So, Dani Pedrosa is the eighth wonder of the world. Well, he is the eighth wonder of a wonderful MotoGP™ World Championship in 2016.
Not since World Championship competition began on June 17, 1949 and a 59-strong field started the Senior race at the Isle of Man TT have eight races in a row been won by eight different riders. Since Harold Daniell won that first ever premier class Grand Prix on a 500cc Norton, there have been 834 premier class races. And never in that long and glorious history have we lived in such astonishing times as the present day.
Pedrosa sees the light
The latest chapter in this MotoGP™ fairytale was written by Pedrosa, who prior to his magic in Misano had seemed an unlikely candidate to extend the record-breaking winning streak. Pedrosa had not led a single lap in MotoGP™ since his Sepang success last October and he was in the middle of his worst podium drought since he went five successive starts without a top three in his rookie season in the 125cc class way back in 2001. He had finished no higher than third in 2016 and his two previous podium finishes were underwhelming to say the least.

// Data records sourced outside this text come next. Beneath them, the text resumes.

use std::{env, io, path::PathBuf};

use anyhow::{anyhow, Result};

/// Environment variable that overrides the default notes location.
pub const RIVER_HOME_VAR: &str = "RIVER_HOME";

/// Resolves the default notes directory: `$RIVER_HOME`, otherwise `$HOME/river/notes`
/// (`%USERPROFILE%` on Windows). The directory is created if needed.
///
/// This is the only place river consults the environment for paths. Everything downstream
/// receives the resolved directory through [RiverConfig](crate::config::RiverConfig).
pub fn create_notes_default_path() -> Result<PathBuf> {
    let path = match env::var(RIVER_HOME_VAR) {
        Ok(v) if !v.is_empty() => PathBuf::from(v),
        _ => {
            #[cfg(windows)]
            let home = env::var("USERPROFILE");
            #[cfg(not(windows))]
            let home = env::var("HOME");

            let mut path = home
                .map(PathBuf::from)
                .map_err(|_| anyhow!("Couldn't find neither {RIVER_HOME_VAR} nor HOME"))?;
            path.push("river");
            path.push("notes");
            path
        }
    };

    match std::fs::create_dir_all(&path) {
        Ok(_) => Ok(path),
        Err(v) if v.kind() == io::ErrorKind::AlreadyExists => Ok(path),
        Err(v) => Err(v.into()),
    }
}
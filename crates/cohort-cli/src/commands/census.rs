use crate::support::{admit_roster, load_cohort_or_exit, parse_blank_ids_or_exit, print_json};
use cohort_kernel::Student;
use serde_json::json;

pub fn run(config: Option<String>, blank_ids: Option<String>, json_output: bool) {
    let mut cohort = load_cohort_or_exit(config.as_deref());
    if let Some(policy) = blank_ids.as_deref() {
        cohort.census.blank_ids = parse_blank_ids_or_exit(policy);
    }
    let census = cohort.census();
    let mut observations: Vec<(&str, usize)> = Vec::new();

    let roster = admit_roster(&cohort, &census);
    observations.push(("admitted", census.live_count()));

    let copy = roster.clone();
    observations.push(("roster_copied", census.live_count()));

    let blank = Student::blank(&census);
    let blank_id = blank.student_id().to_string();
    observations.push(("blank_admitted", census.live_count()));

    drop(copy);
    observations.push(("copy_dropped", census.live_count()));
    drop(blank);
    observations.push(("blank_dropped", census.live_count()));
    drop(roster);
    observations.push(("roster_dropped", census.live_count()));

    if json_output {
        let steps: Vec<_> = observations
            .iter()
            .map(|(step, live)| json!({ "step": step, "live_count": live }))
            .collect();
        print_json(&json!({
            "blank_id_policy": census.blank_ids().to_string(),
            "blank_id": blank_id,
            "admitted_count": census.admitted_count(),
            "steps": steps,
        }));
    } else {
        println!("cohort census --blank-ids {}", census.blank_ids());
        for (step, live) in &observations {
            println!("  {step}: {live}");
        }
        println!("  Blank id: {blank_id}");
        println!("  Seats ever taken: {}", census.admitted_count());
    }
}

He was third in Argentina but a whopping 28 seconds behind race winning teammate Marc Marquez. The only reason he started the last lap in fifth was because Jack Miller, Jorge Lorenzo and Maverick Vinales all crashed and Scott Redding’s engine went pop when they were all in front of him. Third place was an early Christmas present after Andrea Iannone’s ambition outweighed his talent and he wiped out teammate Andrea Dovizioso at the penultimate corner. He was then a distant third at the Circuit de Barcelona-Catalunya and never threatened to pick a fight with Rossi and Marquez in front of him. The formbook hardly suggested he was suddenly going to start pulling up trees like he did in Misano, particularly when he fell 3.3s behind a rampant Rossi on lap eight. It looked like the world would stop rotating on its axis before Pedrosa would turn predator to gatecrash the Italian’s party in his own backyard.

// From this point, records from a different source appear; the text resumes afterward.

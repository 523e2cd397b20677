use crate::support::{admit_roster, load_cohort_or_exit, print_json};
use cohort_kernel::Persona;
use serde_json::json;
use std::io::{self, Write};

pub fn run(config: Option<String>, promote: bool, json_output: bool) {
    let cohort = load_cohort_or_exit(config.as_deref());
    let census = cohort.census();
    let mut roster = admit_roster(&cohort, &census);

    roster.sort_stable();
    if promote {
        for student in &mut roster {
            student.promote_credential();
        }
    }

    if json_output {
        let students: Vec<_> = roster
            .iter()
            .map(|student| {
                let entity: &dyn Persona = student;
                json!({
                    "kind": entity.kind(),
                    "line": entity.describe_line(),
                    "student": student,
                })
            })
            .collect();
        print_json(&json!({
            "promoted": promote,
            "live_count": census.live_count(),
            "students": students,
        }));
        return;
    }

    let stdout = io::stdout();
    let mut out = stdout.lock();
    let written = roster
        .describe_all(&mut out)
        .and_then(|()| writeln!(out, "Total number of students: {}", census.live_count()));
    if let Err(e) = written {
        eprintln!("error: failed to write roster: {e}");
        std::process::exit(1);
    }
}
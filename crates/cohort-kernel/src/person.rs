//! The person capability set.
//!
//! [`Person`] is the plain value record: four identity fields, all blank by
//! default, copied by value. [`Persona`] is the capability set every entity in
//! a cohort exposes. It is object safe, so callers hold `&dyn Persona` and
//! dispatch resolves against the concrete type behind the handle.
//!
//! Titles are read through [`Persona::title`] but only written through a
//! [`TitleGrant`], which can be obtained inside this crate only. Variants
//! defined here (see [`crate::student`]) expose narrow public operations,
//! such as a credential promotion, that use a grant internally.

use serde::{Deserialize, Serialize};
use std::io::{self, Write};

/// Identity fields shared by every entity in a cohort.
#[derive(Debug, Clone, Default, PartialEq, Eq, Hash, Serialize, Deserialize)]
pub struct Person {
    #[serde(default)]
    first_name: String,
    #[serde(default)]
    last_name: String,
    #[serde(default, skip_serializing_if = "Option::is_none")]
    middle_initial: Option<char>,
    /// Salutation: Mr., Ms., Dr., and so on.
    #[serde(default)]
    title: String,
}

impl Person {
    /// Build a person from its four identity fields.
    pub fn new(
        first_name: impl Into<String>,
        last_name: impl Into<String>,
        middle_initial: Option<char>,
        title: impl Into<String>,
    ) -> Self {
        Self {
            first_name: first_name.into(),
            last_name: last_name.into(),
            middle_initial,
            title: title.into(),
        }
    }

    pub fn first_name(&self) -> &str {
        &self.first_name
    }

    pub fn last_name(&self) -> &str {
        &self.last_name
    }

    pub fn middle_initial(&self) -> Option<char> {
        self.middle_initial
    }

    pub fn title(&self) -> &str {
        &self.title
    }

    /// The privileged write access to this person's title.
    pub(crate) fn title_grant(&mut self) -> TitleGrant<'_> {
        TitleGrant {
            title: &mut self.title,
        }
    }
}

/// Write access to exactly one title, held only by variants in this crate.
#[derive(Debug)]
pub struct TitleGrant<'a> {
    title: &'a mut String,
}

impl TitleGrant<'_> {
    /// Replace the title with an owned copy of `new_title`.
    pub fn promote_title(self, new_title: &str) {
        self.title.clear();
        self.title.push_str(new_title);
    }
}

/// The capability set of a cohort entity.
///
/// Implementors supply [`person`](Persona::person) and [`kind`](Persona::kind).
/// `describe` and `greet` have base behavior that variants may override or
/// inherit.
pub trait Persona {
    /// The identity record backing this entity.
    fn person(&self) -> &Person;

    /// Label of the concrete runtime type.
    fn kind(&self) -> &'static str;

    fn first_name(&self) -> &str {
        self.person().first_name()
    }

    fn last_name(&self) -> &str {
        self.person().last_name()
    }

    fn middle_initial(&self) -> Option<char> {
        self.person().middle_initial()
    }

    fn title(&self) -> &str {
        self.person().title()
    }

    /// Write a one-line description of this entity to `out`.
    fn describe(&self, out: &mut dyn Write) -> io::Result<()> {
        writeln!(out, "{}", name_line(self))
    }

    /// Write `msg` to `out` unchanged.
    fn greet(&self, msg: &str, out: &mut dyn Write) -> io::Result<()> {
        writeln!(out, "{msg}")
    }

    /// The line [`describe`](Persona::describe) would write, without the
    /// trailing newline.
    fn describe_line(&self) -> String {
        let mut buf = Vec::new();
        // Writing into a Vec cannot fail.
        let _ = self.describe(&mut buf);
        let mut line = String::from_utf8_lossy(&buf).into_owned();
        if line.ends_with('\n') {
            line.pop();
        }
        line
    }
}

impl Persona for Person {
    fn person(&self) -> &Person {
        self
    }

    fn kind(&self) -> &'static str {
        "Person"
    }
}

/// `Title First M. Last`, skipping blank parts.
///
/// Reads only through the public [`Persona`] accessors.
pub fn name_line<P: Persona + ?Sized>(entity: &P) -> String {
    let initial = entity.middle_initial().map(|c| format!("{c}."));
    [
        Some(entity.title()),
        Some(entity.first_name()),
        initial.as_deref(),
        Some(entity.last_name()),
    ]
    .into_iter()
    .flatten()
    .filter(|part| !part.is_empty())
    .collect::<Vec<_>>()
    .join(" ")
}

#[cfg(test)]
mod tests {
    use super::*;

    fn jo() -> Person {
        Person::new("Jo", "Li", Some('U'), "Ms.")
    }

    #[test]
    fn default_person_is_blank() {
        let p = Person::default();
        assert_eq!(p.first_name(), "");
        assert_eq!(p.last_name(), "");
        assert_eq!(p.middle_initial(), None);
        assert_eq!(p.title(), "");
        assert_eq!(p.describe_line(), "");
    }

    #[test]
    fn person_is_a_person() {
        let p = jo();
        let handle: &dyn Persona = &p;
        assert_eq!(handle.kind(), "Person");
    }

    #[test]
    fn describe_writes_one_line() {
        let mut out = Vec::new();
        jo().describe(&mut out).unwrap();
        assert_eq!(String::from_utf8(out).unwrap(), "Ms. Jo U. Li\n");
    }

    #[test]
    fn describe_skips_missing_initial() {
        let p = Person::new("Jo", "Li", None, "");
        assert_eq!(p.describe_line(), "Jo Li");
    }

    #[test]
    fn greet_emits_message_unchanged() {
        let mut out = Vec::new();
        jo().greet("  Hello, there!  ", &mut out).unwrap();
        assert_eq!(String::from_utf8(out).unwrap(), "  Hello, there!  \n");
    }

    #[test]
    fn title_grant_replaces_title() {
        let mut p = jo();
        p.title_grant().promote_title("Dr.");
        assert_eq!(p.title(), "Dr.");
        assert_eq!(p.first_name(), "Jo");
    }

    #[test]
    fn copies_are_independent() {
        let original = jo();
        let mut copy = original.clone();
        copy.title_grant().promote_title("Prof.");
        assert_eq!(original.title(), "Ms.");
        assert_ne!(original, copy);
    }

    #[test]
    fn assigning_from_equal_value_is_a_no_op() {
        let mut p = jo();
        let same = p.clone();
        p.clone_from(&same);
        assert_eq!(p, jo());
    }

    #[test]
    fn person_roundtrips_through_json_with_defaults() {
        let p: Person = serde_json::from_str(r#"{"first_name":"Zack"}"#).unwrap();
        assert_eq!(p, Person::new("Zack", "", None, ""));
    }
}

Pedrosa’s historic success instantly begged one question. Where the hell has he been all season?His biggest problem has always been genetic. He stands a smidgeon above 5ft and barely tops the scales at just over eight stones (51kg) dripping wet. Marquez is the next heaviest rider on the grid, but he weighs in at 8kg heavier than Pedrosa! The former 125 and two-time 250 world champion has always extracted the maximum out of the tools God gave him, but there is no question his physical stature has been more a handicap than a help since he moved to MotoGP™ in 2006. Sunday’s sizzling hot temperatures were heaven sent for Pedrosa. Being so small in stature means generating heat into his tyres has always been the bane of his life.
Cast your minds back to an Arctic Friday practice in Austria when it was so cold that Pedrosa’s tyres were actually getting cooler the more laps he did on them. His brutal crash on a cold front tyre in practice was proof that in cooler temperatures he’s put into a level of peril that must seriously mess with your confidence and mind.

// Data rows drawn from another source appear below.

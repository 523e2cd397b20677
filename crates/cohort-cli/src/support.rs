use crate::config::{CliError, CohortFile};
use cohort_kernel::{BlankIdPolicy, Census, Roster, Student};
use serde_json::Value;
use tracing_subscriber::EnvFilter;

pub const LOG_ENV: &str = "COHORT_LOG";
const DEFAULT_LOG_FILTER: &str = "warn";

/// Exit status for failures outside the graduation taxonomy.
pub const UNCAUGHT_EXIT_CODE: i32 = 1;

/// Install the stderr subscriber. `-v` flags win over `COHORT_LOG`.
pub fn init_tracing(verbose: u8) {
    let filter = match verbose {
        0 => EnvFilter::try_from_env(LOG_ENV).unwrap_or_else(|_| EnvFilter::new(DEFAULT_LOG_FILTER)),
        1 => EnvFilter::new("debug"),
        _ => EnvFilter::new("trace"),
    };
    let _ = tracing_subscriber::fmt()
        .with_env_filter(filter)
        .with_writer(std::io::stderr)
        .with_target(false)
        .try_init();
}

/// Report a failure nothing handled and end the process.
pub fn uncaught(err: &CliError) -> ! {
    tracing::error!(error = %err, "uncaught failure");
    eprintln!("Uncaught failure: {err}. Program terminating");
    std::process::exit(UNCAUGHT_EXIT_CODE);
}

pub fn parse_blank_ids_or_exit(policy: &str) -> BlankIdPolicy {
    policy.parse().unwrap_or_else(|e| {
        eprintln!("error: {e}");
        std::process::exit(1);
    })
}

pub fn load_cohort_or_exit(config: Option<&str>) -> CohortFile {
    match config {
        Some(path) => CohortFile::load(path).unwrap_or_else(|e| uncaught(&e)),
        None => CohortFile::builtin(),
    }
}

/// Admit every configured student into a fresh roster.
///
/// Each admission is a temporary; the roster keeps its own copy, so the
/// census ends up counting roster entries only.
pub fn admit_roster(cohort: &CohortFile, census: &Census) -> Roster {
    let mut roster = Roster::new();
    for entry in &cohort.students {
        let student = Student::admit(census, entry.admission.clone());
        roster.insert(&student);
    }
    roster
}

pub fn print_json(payload: &Value) {
    println!(
        "{}",
        serde_json::to_string_pretty(payload).expect("json serialization")
    );
}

It was anticipated that Michelin’s return to premier class competition for the first time since the 2008 season would present Pedrosa with his best chance to capture an elusive MotoGP™ crown, but the dawn of the new Michelin era was initially a crash fest. Bridgestone’s front tyre was the Holy Grail in terms of braking performance; a rider could hammer the lever on at lean angle and know 99 times out of a 100 that the front was going to remain rock solid. The riding style was altered by Michelin’s different performance traits and as old Bridgestone habits died hard, many crashed hard. So many were losing the front and nearly losing their marbles that Pedrosa’s glass-smooth braking style was expected to stress the front tyre less and take him further out of the danger zone than others. Michelin has never favoured the harder casings also used by Bridgestone for its rear tyre, either. So the theory was that a softer casing would make it a less complicated process for Pedrosa to create heat and grip in his rear tyre.
I was sold. I even went as far to pencil Pedrosa in as my pre-season title favourite. How wrong can you be?
I don’t think there is any doubt that some early but inevitable teething issues in the new Michelin era impacted more on Pedrosa than his rivals. Loris Baz’s spectacular top gear crash over the finish line in the first test of the year in Sepang, which was eventually diagnosed as a puncture, had people fretting. And when Redding’s rear tyre fell apart in practice in Argentina in FP4 that led to an enforced pit stop in the race on safety grounds, Michelin was forced to make harder tyres to build some safety margin into its selection. The harder the tyres got, the harder it became for Pedrosa to be fast.
More often than not this season, Pedrosa’s speed in the second half of races when his rubber has got all hot and sticky is as good as those scrapping at the front. But he’s so handcuffed in the early laps while waiting for his tyres to build up to optimum working temperature that he loses too much ground to recover. So what swung the balance of power back in his favour in Misano? Simple. Scorching hot conditions. Give Pedrosa track temperatures hot enough to fry an egg on and he will fry the opposition.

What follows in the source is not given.